====== Source records
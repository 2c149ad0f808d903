//! Storage boundary for the catalog, restock events and watches.
//!
//! The traits make no storage assumptions; `InMemoryStore` backs tests and
//! local runs, `PostgresStore` backs deployments.

pub mod in_memory;
pub mod postgres;
pub mod r#trait;

pub use in_memory::InMemoryStore;
pub use postgres::PostgresStore;
pub use r#trait::{
    CatalogStore, RestockEventStore, SaveOutcome, StoreError, UpsertKind, WatchStore,
};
============
Each entry above is to be transcribed without alteration.

# Answer section:
repository 2c149ad0f808d903
//! Storage boundary for the catalog, restock events and watches.
//!
//! The traits make no storage assumptions; `InMemoryStore` backs tests and
//! local runs, `PostgresStore` backs deployments.

pub mod in_memory;
pub mod postgres;
pub mod r#trait;

pub use in_memory::InMemoryStore;
pub use postgres::PostgresStore;
pub use r#trait::{
    CatalogStore, RestockEventStore, SaveOutcome, StoreError, UpsertKind, WatchStore,
};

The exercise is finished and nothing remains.